PROBLEM TO WORK ON
For each line in the data that includes "Commands", make a copy.
= = = = = = =
impl Fence {
    /// Recognize an opening fence; returns it with the info string.
    fn open(line: &str, line_no: usize) -> Option<(Fence, &str)> {
        let trimmed = line.trim_start();
        let marker = trimmed.chars().next()?;
        if marker != '`' && marker != '~' {
            return None;
        }
        let len = trimmed.chars().take_while(|c| *c == marker).count();
        if len < 3 {
            return None;
        }
        // Marker characters are ASCII, so `len` is also a byte offset.
        let info = &trimmed[len..];
        if marker == '`' && info.contains('`') {
            return None;
        }
        Some((
            Fence {
                marker,
                len,
                line: line_no,
            },
            info,
        ))
    }

    fn closes(&self, line: &str) -> bool {
        let trimmed = line.trim();
        let run = trimmed.chars().take_while(|c| *c == self.marker).count();
        run >= self.len && run == trimmed.len()
    }
}

/// Parse an ATX heading into `(level, title)`.
fn parse_heading(line: &str) -> Option<(usize, String)> {
    let indent = line.len() - line.trim_start_matches(' ').len();
    if indent > 3 {
        return None;
    }
    let rest = &line[indent..];
    let level = rest.chars().take_while(|c| *c == '#').count();
    if level == 0 || level > 6 {
        return None;
    }
    let after = &rest[level..];
    if !after.is_empty() && !after.starts_with(char::is_whitespace) {
        return None;
    }

    let mut title = after.trim();
    // Optional closing sequence: `## Title ##`.
    let without_hashes = title.trim_end_matches('#');
    if without_hashes.is_empty() {
        title = without_hashes;
    } else if without_hashes.len() < title.len() && without_hashes.ends_with(char::is_whitespace)
    {
        title = without_hashes.trim_end();
    }
    Some((level, title.to_string()))
}

/// Pick a title whose full path has not been used yet in this document.
fn unique_title(seen: &mut HashSet<Vec<String>>, parent: &[String], title: String) -> String {
    let mut candidate = title.clone();
    let mut ordinal = 1;
    loop {
        let mut path = parent.to_vec();
        path.push(candidate.clone());
        if seen.insert(path) {
            return candidate;
        }
        ordinal += 1;
        candidate = format!("{} ({})", title, ordinal);
    }
}

fn flush(drafts: &mut Vec<SectionDraft>, path: &[String], line: usize, body: &[&str]) {
    let text = join_body(body);
    if text.is_empty() {
        return;
    }
    drafts.push(SectionDraft {
        heading_path: path.to_vec(),
        text,
        line,
    });
}

/// Join body lines, dropping leading and trailing blank lines.
fn join_body(lines: &[&str]) -> String {
    let first = lines.iter().position(|l| !l.trim().is_empty());
    let last = lines.iter().rposition(|l| !l.trim().is_empty());
    match (first, last) {
        (Some(first), Some(last)) => lines[first..=last].join("\n"),
        _ => String::new(),
    }
}

/// Index of the first line after a leading `---` front-matter block.
///
/// The block must read as YAML: no ATX headings, and its first non-blank
/// line a `key:` entry. Otherwise the opening `---` is a thematic break.
fn front_matter_end(lines: &[&str]) -> usize {
    if lines.first().map(|l| l.trim_end()) != Some("---") {
        return 0;
    }
    let Some(close) = lines
        .iter()
        .skip(1)
        .position(|l| matches!(l.trim_end(), "---" | "..."))
        .map(|pos| pos + 1)
    else {
        return 0;
    };

    let block = &lines[1..close];
    let no_headings = block.iter().all(|l| parse_heading(l).is_none());
    let keyed = block
        .iter()
        .find(|l| !l.trim().is_empty())
        .map_or(true, |l| is_yaml_key(l));
    if no_headings && keyed {
        close + 1
    } else {
        0
    }
}

fn is_yaml_key(line: &str) -> bool {
    line.split_once(':').is_some_and(|(key, _)| {
        !key.is_empty()
            && !key.starts_with(char::is_whitespace)
            && key
                .chars()
                .all(|c| c.is_alphanumeric() || matches!(c, '_' | '-' | ' ' | '"' | '\''))
    })
}
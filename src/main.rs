//! # refdex CLI (`index`)
//!
//! The `index` binary builds snapshot files from a Markdown tree and
//! answers budgeted queries against them, either one-shot from the command
//! line or from a long-running HTTP service.
//!
//! ## Commands
//!
//! | Command | Description |
//! |---------|-------------|
//! | `index build <source-dir> <index-out>` | Build a snapshot from a Markdown tree |
//! | `index query <index-file> --q "<text>" --budget <n>` | Budgeted retrieval |
//! | `index rank <index-file> --q "<text>"` | Ranked section list |
//! | `index stats <index-file>` | Snapshot summary |
//! | `index serve <source-dir>` | Build in the background and serve HTTP |
//! | `index completions <shell>` | Print shell completions |
//!
//! ## Exit codes
//!
//! | Code | Meaning |
//! |------|---------|
//! | `0` | Success |
//! | `1` | I/O, configuration, usage or snapshot error |
//! | `2` | A source document was malformed (skipped, or `--strict` aborted) |
//! | `3` | Empty query, or a budget smaller than every section |

use clap::{CommandFactory, Parser, Subcommand};
use refdex::config::load_config_or_default;
use refdex::progress::ProgressMode;
use refdex::{logging, pipeline, query, server, stats};
use refdex_core::Error as CoreError;
use std::path::PathBuf;
use std::process::ExitCode;

/// refdex: index Markdown reference docs and retrieve the sections that
/// fit a token budget.
#[derive(Parser)]
#[command(
    name = "index",
    about = "refdex: a Markdown reference-documentation indexer with token-budgeted retrieval",
    version
)]
struct Cli {
    /// Path to a configuration file (TOML). Built-in defaults apply when omitted.
    #[arg(long, global = true)]
    config: Option<PathBuf>,

    /// Increase log verbosity (-v info, -vv debug, -vvv trace). `RUST_LOG` overrides.
    #[arg(short, long, global = true, action = clap::ArgAction::Count)]
    verbose: u8,

    #[command(subcommand)]
    command: Commands,
}

#[derive(Subcommand)]
enum Commands {
    /// Build an index snapshot from a directory of Markdown files.
    ///
    /// Malformed documents (unclosed code fences) are skipped and reported;
    /// the snapshot is still written and the command exits with code 2.
    Build {
        /// Corpus root directory.
        source: PathBuf,
        /// Snapshot file to write (replaced atomically).
        out: PathBuf,
        /// Abort without writing anything if any document is malformed.
        #[arg(long)]
        strict: bool,
        /// Progress output on stderr. Defaults to `human` on a TTY, else `off`.
        #[arg(long, value_enum)]
        progress: Option<ProgressMode>,
    },

    /// Retrieve the most relevant sections that fit a token budget.
    Query {
        /// Snapshot file written by `index build`.
        index: PathBuf,
        /// Query text.
        #[arg(long = "q")]
        q: String,
        /// Maximum total tokens returned. Defaults to `[retrieval].default_budget`.
        #[arg(long)]
        budget: Option<usize>,
        /// Print the response as JSON.
        #[arg(long)]
        json: bool,
        /// Include per-term score contributions.
        #[arg(long)]
        explain: bool,
    },

    /// List ranked sections without their text.
    Rank {
        index: PathBuf,
        #[arg(long = "q")]
        q: String,
        /// Defaults to `[ranking].default_limit`.
        #[arg(long)]
        limit: Option<usize>,
        #[arg(long)]
        explain: bool,
    },

    /// Summarize an index snapshot.
    Stats { index: PathBuf },

    /// Build a corpus in the background and serve queries over HTTP.
    Serve {
        source: PathBuf,
        /// Listen address. Defaults to `[server].bind`.
        #[arg(long)]
        bind: Option<String>,
    },

    /// Print shell completions to stdout.
    Completions {
        #[arg(value_enum)]
        shell: clap_complete::Shell,
    },
}

#[tokio::main]
async fn main() -> ExitCode {
    let cli = match Cli::try_parse() {
        Ok(cli) => cli,
        Err(err) if err.use_stderr() => {
            let _ = err.print();
            return ExitCode::from(1);
        }
        Err(err) => err.exit(),
    };

    logging::init(cli.verbose);

    match run(cli).await {
        Ok(code) => code,
        Err(err) => {
            eprintln!("Error: {:#}", err);
            if let Some(minimum) = core_error(&err).and_then(CoreError::minimum_budget) {
                eprintln!("hint: use --budget {} or larger", minimum);
            }
            ExitCode::from(exit_code_for(&err))
        }
    }
}

async fn run(cli: Cli) -> anyhow::Result<ExitCode> {
    if let Commands::Completions { shell } = &cli.command {
        clap_complete::generate(*shell, &mut Cli::command(), "index", &mut std::io::stdout());
        return Ok(ExitCode::SUCCESS);
    }

    let cfg = load_config_or_default(cli.config.as_deref())?;

    match cli.command {
        Commands::Build {
            source,
            out,
            strict,
            progress,
        } => {
            let progress = progress.unwrap_or_else(ProgressMode::default_for_tty);
            let report = pipeline::run_build(&cfg, &source, &out, strict, progress).await?;
            if report.skipped > 0 {
                return Ok(ExitCode::from(2));
            }
        }
        Commands::Query {
            index,
            q,
            budget,
            json,
            explain,
        } => {
            query::run_query(&cfg, &index, &q, budget, json, explain)?;
        }
        Commands::Rank {
            index,
            q,
            limit,
            explain,
        } => {
            query::run_rank(&cfg, &index, &q, limit, explain)?;
        }
        Commands::Stats { index } => {
            stats::run_stats(&index)?;
        }
        Commands::Serve { source, bind } => {
            server::run_server(&cfg, &source, bind).await?;
        }
        Commands::Completions { .. } => {}
    }

    Ok(ExitCode::SUCCESS)
}

fn core_error(err: &anyhow::Error) -> Option<&CoreError> {
    err.chain().find_map(|cause| cause.downcast_ref::<CoreError>())
}

fn exit_code_for(err: &anyhow::Error) -> u8 {
    match core_error(err) {
        Some(CoreError::MalformedDocument { .. }) => 2,
        Some(CoreError::EmptyQuery | CoreError::BudgetTooSmall { .. }) => 3,
        _ => 1,
    }
}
= = = = = = =
FINAL ANSWER
//! ## Commands
    command: Commands,
enum Commands {
    if let Commands::Completions { shell } = &cli.command {
        Commands::Build {
        Commands::Query {
        Commands::Rank {
        Commands::Stats { index } => {
        Commands::Serve { source, bind } => {
        Commands::Completions { .. } => {}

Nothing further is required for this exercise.